Action item: List all lines of the data that include the string "nope".

Stored dataset items
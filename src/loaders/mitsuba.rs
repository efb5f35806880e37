//! Builds a `Scene` from a Mitsuba 3 XML file.

use std::collections::HashMap;
use std::path::Path;
use std::sync::Arc;
use crate::camera::{FovAxis, PerspectiveCamera};
use crate::error::SceneLoadError;
use crate::film::Film;
use crate::filter::Filter;
use crate::integrator::{Integrator, PathIntegrator};
use crate::light::{DiffuseAreaLight, Light};
use crate::loaders::constructors::*;
use crate::loaders::xml::{self, Node, ObjectNode, Resolver, SceneDoc};
use crate::loaders::{Context, PropertyList};
use crate::primitive::Primitive;
use crate::reflection::{BxDF, LambertianReflection};
use crate::sampler::IndependentSampler;
use crate::scene::Scene;
use crate::spectrum::Spectrum;
use crate::variant::Variant;
use crate::Transform;

/// Overrides applied on top of what the scene file declares.
#[derive(Debug, Clone, Default)]
pub struct LoadOptions {
    /// Replaces the sampler's `sample_count`.
    pub spp: Option<u32>,
    /// Replaces the sampler's `seed`.
    pub seed: Option<u64>,
    /// `(name, value)` pairs taking precedence over the file's `<default>` parameters.
    pub defaults: Vec<(String, String)>,
}

pub fn load_mitsuba_scene(path: &Path, variant: Variant, options: &LoadOptions) -> Result<Scene, SceneLoadError> {
    let _span = tracing::debug_span!("load_scene", path = %path.display()).entered();

    let text = std::fs::read_to_string(path)
        .map_err(|source| SceneLoadError::Io { path: path.to_path_buf(), source })?;
    let doc = xml::parse_document(path, &text)?;
    if let Some(version) = &doc.version {
        tracing::debug!(%version, "scene format version");
    }

    let resolver = Resolver::new(path, &doc, &options.defaults);
    let ctx = Context::new(path);
    let builder = SceneBuilder {
        resolver: &resolver,
        ctx: &ctx,
        options,
        named_bsdfs: HashMap::new(),
    };
    builder.build(&doc, variant)
}

struct SensorParts {
    camera: PerspectiveCamera,
    film: Film,
    sampler: IndependentSampler,
}

struct SceneBuilder<'a> {
    resolver: &'a Resolver,
    ctx: &'a Context,
    options: &'a LoadOptions,
    named_bsdfs: HashMap<String, MaterialRef>,
}

impl<'a> SceneBuilder<'a> {
    fn build(mut self, doc: &SceneDoc, variant: Variant) -> Result<Scene, SceneLoadError> {
        // Top level bsdfs first, so shapes can refer to them regardless of order.
        for node in &doc.children {
            if let Node::Bsdf(obj) = node {
                let bsdf = self.build_bsdf(obj)?;
                match &obj.id {
                    Some(id) => {
                        if self.named_bsdfs.insert(id.clone(), bsdf).is_some() {
                            return Err(self.resolver.malformed(format!("duplicate id '{}'", id)));
                        }
                    }
                    None => tracing::warn!(bsdf = %obj.kind, "top level bsdf without an id is never used"),
                }
            }
        }

        let mut primitives = Vec::new();
        let mut lights: Vec<Arc<dyn Light>> = Vec::new();
        let mut integrator: Option<Box<dyn Integrator>> = None;
        let mut sensor: Option<SensorParts> = None;

        for node in &doc.children {
            match node {
                Node::Default(_) | Node::Bsdf(_) => {}
                Node::Shape(obj) => self.build_shape(obj, &mut primitives, &mut lights)?,
                Node::Emitter(obj) => {
                    let props = self.properties(obj)?;
                    lights.push(make_light(props)?);
                }
                Node::Integrator(obj) => {
                    if integrator.is_some() {
                        tracing::warn!("more than one integrator, keeping the last");
                    }
                    integrator = Some(make_integrator(self.properties(obj)?)?);
                }
                Node::Sensor(obj) => {
                    if sensor.is_some() {
                        tracing::warn!("more than one sensor, keeping the last");
                    }
                    sensor = Some(self.build_sensor(obj)?);
                }
                Node::Texture(obj) => return Err(SceneLoadError::unsupported("texture", &obj.kind)),
                Node::Medium(obj) => return Err(SceneLoadError::unsupported("medium", &obj.kind)),
                Node::Film(_) | Node::Sampler(_) | Node::Rfilter(_) => {
                    return Err(self.resolver.malformed("film, sampler and rfilter must be nested in a sensor"));
                }
                other => tracing::warn!(element = ?other, "ignoring top level property"),
            }
        }

        let integrator = integrator.unwrap_or_else(|| {
            tracing::debug!("no integrator, using path");
            Box::new(PathIntegrator::default())
        });
        let sensor = match sensor {
            Some(sensor) => sensor,
            None => {
                tracing::debug!("no sensor, using the default perspective camera");
                self.default_sensor()?
            }
        };

        tracing::debug!(
            primitives = primitives.len(),
            lights = lights.len(),
            width = sensor.film.resolution.x,
            height = sensor.film.resolution.y,
            "scene assembled"
        );

        Ok(Scene::new(
            primitives,
            lights,
            Box::new(sensor.camera),
            sensor.film,
            Box::new(sensor.sampler),
            integrator,
            variant,
        ))
    }

    fn properties(&self, obj: &ObjectNode) -> Result<PropertyList, SceneLoadError> {
        self.resolver.properties(&obj.kind, &obj.children)
    }

    fn lookup_bsdf(&self, id: &str) -> Result<MaterialRef, SceneLoadError> {
        let id = self.resolver.subst(id)?;
        self.named_bsdfs.get(&id)
            .cloned()
            .ok_or(SceneLoadError::UnresolvedReference(id))
    }

    fn build_bsdf(&self, obj: &ObjectNode) -> Result<MaterialRef, SceneLoadError> {
        let props = self.properties(obj)?;
        let mut nested = None;
        for child in &obj.children {
            let inner = match child {
                Node::Bsdf(inner) => self.build_bsdf(inner)?,
                Node::Ref(r) => self.lookup_bsdf(&r.id)?,
                Node::Texture(tex) => return Err(SceneLoadError::unsupported("texture", &tex.kind)),
                _ => continue,
            };
            if nested.is_some() {
                return Err(SceneLoadError::parameter(format!("{}: more than one nested bsdf", obj.kind)));
            }
            nested = Some(inner);
        }
        make_bsdf(props, nested)
    }

    fn build_shape(
        &self,
        obj: &ObjectNode,
        primitives: &mut Vec<Primitive>,
        lights: &mut Vec<Arc<dyn Light>>,
    ) -> Result<(), SceneLoadError> {
        let _span = tracing::debug_span!("shape", kind = %obj.kind).entered();
        let props = self.properties(obj)?;

        let mut bsdf: Option<MaterialRef> = None;
        let mut emitter: Option<PropertyList> = None;
        for child in &obj.children {
            match child {
                Node::Bsdf(b) => bsdf = Some(self.build_bsdf(b)?),
                Node::Ref(r) => bsdf = Some(self.lookup_bsdf(&r.id)?),
                Node::Emitter(e) => emitter = Some(self.properties(e)?),
                Node::Medium(m) => return Err(SceneLoadError::unsupported("medium", &m.kind)),
                Node::Texture(t) => return Err(SceneLoadError::unsupported("texture", &t.kind)),
                _ => {}
            }
        }
        let bsdf: MaterialRef = match bsdf {
            Some(bsdf) => bsdf,
            None => Some(Arc::new(LambertianReflection::new(Spectrum::uniform(0.5))) as Arc<dyn BxDF>),
        };

        let shapes = make_shape(props, self.ctx)?;
        let area_light: Option<Arc<DiffuseAreaLight>> = match emitter {
            Some(props) => Some(make_area_light(props, &shapes)?),
            None => None,
        };
        if let Some(light) = &area_light {
            lights.push(light.clone());
        }
        primitives.extend(shapes.into_iter().map(|shape| Primitive {
            shape,
            bsdf: bsdf.clone(),
            area_light: area_light.clone(),
        }));
        Ok(())
    }

    fn build_sensor(&self, obj: &ObjectNode) -> Result<SensorParts, SceneLoadError> {
        let props = self.properties(obj)?;
        let mut film = None;
        let mut sampler = None;
        for child in &obj.children {
            match child {
                Node::Film(f) => film = Some(self.build_film(f)?),
                Node::Sampler(s) => {
                    sampler = Some(make_sampler(self.properties(s)?, self.options.spp, self.options.seed)?);
                }
                _ => {}
            }
        }
        let film = match film {
            Some(film) => film,
            None => make_film(PropertyList::new("hdrfilm"), None)?,
        };
        let sampler = match sampler {
            Some(sampler) => sampler,
            None => make_sampler(PropertyList::new("independent"), self.options.spp, self.options.seed)?,
        };
        let camera = make_camera(props, film.resolution)?;
        Ok(SensorParts { camera, film, sampler })
    }

    fn build_film(&self, obj: &ObjectNode) -> Result<Film, SceneLoadError> {
        let props = self.properties(obj)?;
        let mut filter: Option<Arc<dyn Filter>> = None;
        for child in &obj.children {
            if let Node::Rfilter(f) = child {
                filter = Some(make_filter(self.properties(f)?)?);
            }
        }
        make_film(props, filter)
    }

    fn default_sensor(&self) -> Result<SensorParts, SceneLoadError> {
        let film = make_film(PropertyList::new("hdrfilm"), None)?;
        let sampler = make_sampler(PropertyList::new("independent"), self.options.spp, self.options.seed)?;
        let camera = PerspectiveCamera::new(Transform::IDENTITY, film.resolution, 39.597755, FovAxis::X, 0.01, 10000.0);
        Ok(SensorParts { camera, film, sampler })
    }
}

#[cfg(test)]
mod tests {
    use super::*;
    use crate::sampler::Sampler;
    use crate::Point2i;
    use pretty_assertions::assert_eq;
    use tempfile::TempDir;

    fn write_scene(xml: &str) -> (TempDir, std::path::PathBuf) {
        let dir = tempfile::tempdir().unwrap();
        let path = dir.path().join("scene.xml");
        std::fs::write(&path, xml).unwrap();
        (dir, path)
    }

    const CBOX_LIKE: &str = r#"
        <scene version="3.0.0">
            <default name="spp" value="8"/>
            <default name="res" value="24"/>
            <integrator type="path">
                <integer name="max_depth" value="6"/>
            </integrator>
            <sensor type="perspective">
                <float name="fov" value="39.3"/>
                <transform name="to_world">
                    <lookat origin="0, 0, 3.9" target="0, 0, 0" up="0, 1, 0"/>
                </transform>
                <sampler type="independent">
                    <integer name="sample_count" value="$spp"/>
                </sampler>
                <film type="hdrfilm">
                    <integer name="width" value="$res"/>
                    <integer name="height" value="$res"/>
                    <string name="pixel_format" value="rgba"/>
                    <rfilter type="tent"/>
                </film>
            </sensor>
            <shape type="rectangle">
                <ref id="gray"/>
            </shape>
            <bsdf type="diffuse" id="gray">
                <rgb name="reflectance" value="0.5"/>
            </bsdf>
            <shape type="rectangle">
                <transform name="to_world">
                    <scale value="0.2"/>
                    <translate y="0.99"/>
                </transform>
                <emitter type="area">
                    <rgb name="radiance" value="18.4, 15.6, 8.0"/>
                </emitter>
            </shape>
            <shape type="sphere">
                <float name="radius" value="0.3"/>
                <bsdf type="twosided">
                    <bsdf type="disney_metallic">
                        <rgb name="albedo" value="0.9, 0.6, 0.3"/>
                        <float name="roughness" value="0.3"/>
                        <float name="anisotropic" value="0.0"/>
                    </bsdf>
                </bsdf>
            </shape>
        </scene>
    "#;

    #[test]
    fn test_load_scene_with_forward_reference() {
        let (_dir, path) = write_scene(CBOX_LIKE);
        let scene = load_mitsuba_scene(&path, Variant::default(), &LoadOptions::default()).unwrap();
        // two rectangles of two triangles each, plus the sphere
        assert_eq!(scene.primitives().len(), 5);
        assert_eq!(scene.lights.len(), 1);
        assert_eq!(scene.nee_lights.len(), 1);
        assert_eq!(scene.film.resolution, Point2i::new(24, 24));
        assert_eq!(scene.sampler.samples_per_pixel(), 8);
    }

    #[test]
    fn test_overrides_win_over_defaults() {
        let (_dir, path) = write_scene(CBOX_LIKE);
        let options = LoadOptions {
            spp: Some(2),
            seed: Some(9),
            defaults: vec![(String::from("res"), String::from("10"))],
        };
        let scene = load_mitsuba_scene(&path, Variant::default(), &options).unwrap();
        assert_eq!(scene.film.resolution, Point2i::new(10, 10));
        assert_eq!(scene.sampler.samples_per_pixel(), 2);
        assert_eq!(scene.sampler.seed(), 9);
    }

    #[test]
    fn test_missing_file_is_io_error() {
        let dir = tempfile::tempdir().unwrap();
        let err = load_mitsuba_scene(&dir.path().join("none.xml"), Variant::default(), &LoadOptions::default());
        assert!(matches!(err, Err(SceneLoadError::Io { .. })));
    }

    #[test]
    fn test_unresolved_reference() {
        let (_dir, path) = write_scene(r#"<scene version="3.0.0"><shape type="cube"><ref id="nope"/></shape></scene>"#);
        let err = load_mitsuba_scene(&path, Variant::default(), &LoadOptions::default());
        assert!(matches!(err, Err(SceneLoadError::UnresolvedReference(id)) if id == "nope"));
    }

    #[test]
    fn test_unknown_plugin() {
        let (_dir, path) = write_scene(r#"<scene version="3.0.0"><shape type="teapot"/></scene>"#);
        let err = load_mitsuba_scene(&path, Variant::default(), &LoadOptions::default());
        assert!(matches!(err, Err(SceneLoadError::UnsupportedPlugin { .. })));
    }

    #[test]
    fn test_empty_scene_gets_defaults() {
        let (_dir, path) = write_scene(r#"<scene version="3.0.0"></scene>"#);
        let scene = load_mitsuba_scene(&path, Variant::default(), &LoadOptions::default()).unwrap();
        assert!(scene.primitives().is_empty());
        assert_eq!(scene.film.resolution, Point2i::new(768, 576));
        assert_eq!(scene.sampler.samples_per_pixel(), 4);
    }
}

Answer to the exercise:
        let (_dir, path) = write_scene(r#"<scene version="3.0.0"><shape type="cube"><ref id="nope"/></shape></scene>"#);
        assert!(matches!(err, Err(SceneLoadError::UnresolvedReference(id)) if id == "nope"));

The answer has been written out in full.